Chandragupta II, also known as Chandragupta Vikramaditya, 375–415 CE, was the greatest emperor of the Gupta Empire. He was the son of Samudragupta, who vastly expanded the Gupta Kingdom founded by his father Chandragupta I. Samudragupta is often called the ‘Napoleon of India’ -due his military strategies-and remained undefeated in battle, until the end of his reign. Chandragupta Vikramaditya built upon his father’s successful military campaigns and expanded the empire significantly defeating the Western Kshatrapas (Shakas) in Gujarat and Malwa, which brought vast wealth and access to western trade routes. His reign marked the peak of Gupta prosperity, with flourishing art, literature, science, and culture.

Kalidasa, who was a poet in the Gupta Court wrote the epic Sakuntala. He is often regarded as the greatest Sanskrit poet and dramatist of classical India- also called the ‘Shakespeare of India’. The play tells the romantic story of King Dushyanta and Sakuntala and explores themes of love, separation, and reunion. Their son, Bharata, becomes the legendary ancestor of the Bharata dynasty (after whom India is named). Mathematician Aryabhata lived in the period. Zero was invented. The ancient Gupta text Kamasutra by the Indian scholar Vatsyayana is widely considered to be the standard work on human sexual behaviour in Sanskrit literature. Nalanda University was established. Chess was developed during this time. The outstanding paintings in the Ajanta and Ellora caves came into being, and it was a period of revival of Hinduism and tolerance of Jainism and Buddhism.

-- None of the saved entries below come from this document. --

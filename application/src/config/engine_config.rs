//! Engine configuration container.
//!
//! [`EngineConfig`] groups the detector, scoring, revision and generation
//! settings so the binary can hand a single value to the use cases.
//!
//! Use cases receive only the slices they need:
//!
//! | Type | Critique | Revise |
//! |------|----------|--------|
//! | `ScoringConfig` | Yes | via Critique |
//! | `CitationConfig` | Yes | via Critique |
//! | `BiasConfig` | Yes | via Critique |
//! | `FallacyRuleConfig` list | Yes | via Critique |
//! | `RevisionPolicy` | No | Yes |
//! | `GenerationParams` | No | Yes |

use crate::config::GenerationParams;
use crate::use_cases::revise_answer::ReviseAnswerInput;
use critique_domain::{
    Answer, BiasConfig, CitationConfig, FallacyRuleConfig, Question, RevisionPolicy, ScoringConfig,
};

#[derive(Debug, Clone, Default)]
pub struct EngineConfig {
    scoring: ScoringConfig,
    citation: CitationConfig,
    bias: BiasConfig,
    custom_rules: Vec<FallacyRuleConfig>,
    revision: RevisionPolicy,
    generation: GenerationParams,
}

impl EngineConfig {
    pub fn new(
        scoring: ScoringConfig,
        citation: CitationConfig,
        bias: BiasConfig,
        revision: RevisionPolicy,
    ) -> Self {
        Self {
            scoring,
            citation,
            bias,
            revision,
            ..Self::default()
        }
    }

    // ==================== Accessors ====================

    pub fn scoring(&self) -> &ScoringConfig {
        &self.scoring
    }

    pub fn citation(&self) -> &CitationConfig {
        &self.citation
    }

    pub fn bias(&self) -> &BiasConfig {
        &self.bias
    }

    pub fn custom_rules(&self) -> &[FallacyRuleConfig] {
        &self.custom_rules
    }

    pub fn revision(&self) -> &RevisionPolicy {
        &self.revision
    }

    pub fn generation(&self) -> &GenerationParams {
        &self.generation
    }

    // ==================== Builder Methods ====================

    pub fn with_custom_rules(mut self, rules: Vec<FallacyRuleConfig>) -> Self {
        self.custom_rules = rules;
        self
    }

    pub fn with_revision(mut self, revision: RevisionPolicy) -> Self {
        self.revision = revision;
        self
    }

    pub fn with_generation(mut self, generation: GenerationParams) -> Self {
        self.generation = generation;
        self
    }

    /// Disable revision: critique only, never call the generator.
    pub fn critique_only(mut self) -> Self {
        self.revision = self.revision.with_max_attempts(0);
        self
    }

    // ==================== Validation ====================

    /// Every problem across all sections, prefixed with the section name.
    pub fn validate(&self) -> Vec<String> {
        let sections = [
            ("scoring", self.scoring.validate()),
            ("citation", self.citation.validate()),
            ("bias", self.bias.validate()),
            ("revision", self.revision.validate()),
        ];
        sections
            .into_iter()
            .flat_map(|(name, issues)| issues.into_iter().map(move |i| format!("[{}] {}", name, i)))
            .collect()
    }

    // ==================== Use Case Input Factories ====================

    pub fn to_revise_input(
        &self,
        question: impl Into<Question>,
        answer: Answer,
        reasoning: impl Into<String>,
    ) -> ReviseAnswerInput {
        ReviseAnswerInput::new(question, answer)
            .with_reasoning(reasoning)
            .with_policy(self.revision.clone())
            .with_generation(self.generation.clone())
    }
}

The Roman Empire collapsed in 476 CE. And about a century later, a new religion came into being, ‘invented’ by Mahomet, in the manner an adventurer, say Columbus, discovered a new continent, say America. Mahomet, later becoming Prophet Muhammad, laid the foundation of Islam in 610 CE. He took off from the Kaaba- the cubic building, often called the ‘Cubic Temple’- in Mecca, Saudi Arabia, which today remains the central shrine of Islam. It houses a reddish-Black Stone, semi-circular, six inches high, eight broad (said to have fallen from a meteor, from the sky) Hobal, a prominent pre-Islamic Arabian deity, among roughly 360 pagan images housed in or around the Kaaba, before Islam. It included another Idol, Al-Lat, or Al-Lah or was probably another name for Hobal. A few feet from the Cube was the well, Zem-Zem, rediscovered by Mohamet’s grandfather. This well with its brackish and luke-warm water is said to have been first discovered by Hagar, Abraham’s maid servant who gave birth to his son Ishmael (Ismail) and had to flee the wrath of his wife Sarah.

According to the Bible, Abraham (known as Ibrahim in Islam) is widely regraded as foundational patriarch of both Judaism (Jews) and Islam, as well as a key figure in Christianity. He is the central ancestral and spiritual figure linking the three major Abrahamic religions. Abraham’s descendants through Isaac and Jacob inherited the land of Canaan(modern-day Israel, Palestine, Lebanon, Syria, and Jordan). Jews traditionally trace their lineage and national identity directly to Abraham as the founder of the Jewish people. He is often called ‘Avraham Avinu’ (Abraham our father) in Jewish tradition. Muslims trace the Arab people and, by extension, the Prophet Muhammad’s lineage through Abraham’s firstborn son Ismail. Islamic tradition holds that Abraham and Ismail rebuilt or founded the Kaaba in Mecca as a house of worship.

When Prophet Muhammad-after establishing Islam- along with his followers, conquered Mecca in 630 CE, he ordered the removal and destruction of all idols and images from the Kaaba, rededicating the structure to the worship of the one God (Allah) alone. No pre-Islamic idols, including Hobal, remain inside or associated with the Kaaba today. The site is under Saudi Arabian management and continues to host millions of pilgrims annually. The Kaaba has been rebuilt and renovated many times over history (due to floods, wars, etc.), but its core role and the Black Stone’s placement remain unchanged in Islamic practice.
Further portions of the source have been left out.